/---

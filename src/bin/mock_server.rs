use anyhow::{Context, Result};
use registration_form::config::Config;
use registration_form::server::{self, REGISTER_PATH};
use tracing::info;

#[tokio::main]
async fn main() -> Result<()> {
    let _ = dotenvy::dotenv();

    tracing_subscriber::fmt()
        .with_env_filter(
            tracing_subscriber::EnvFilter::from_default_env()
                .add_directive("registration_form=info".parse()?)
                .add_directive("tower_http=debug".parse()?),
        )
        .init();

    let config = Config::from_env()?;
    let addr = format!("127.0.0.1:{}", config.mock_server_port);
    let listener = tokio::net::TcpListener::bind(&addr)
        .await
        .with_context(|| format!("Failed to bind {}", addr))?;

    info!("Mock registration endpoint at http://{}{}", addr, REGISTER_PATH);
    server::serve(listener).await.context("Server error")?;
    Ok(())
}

\---

## What is being asked
Would you please return every line in the listing where "tokio" shows up?

## Written response
#[tokio::main]
    let listener = tokio::net::TcpListener::bind(&addr)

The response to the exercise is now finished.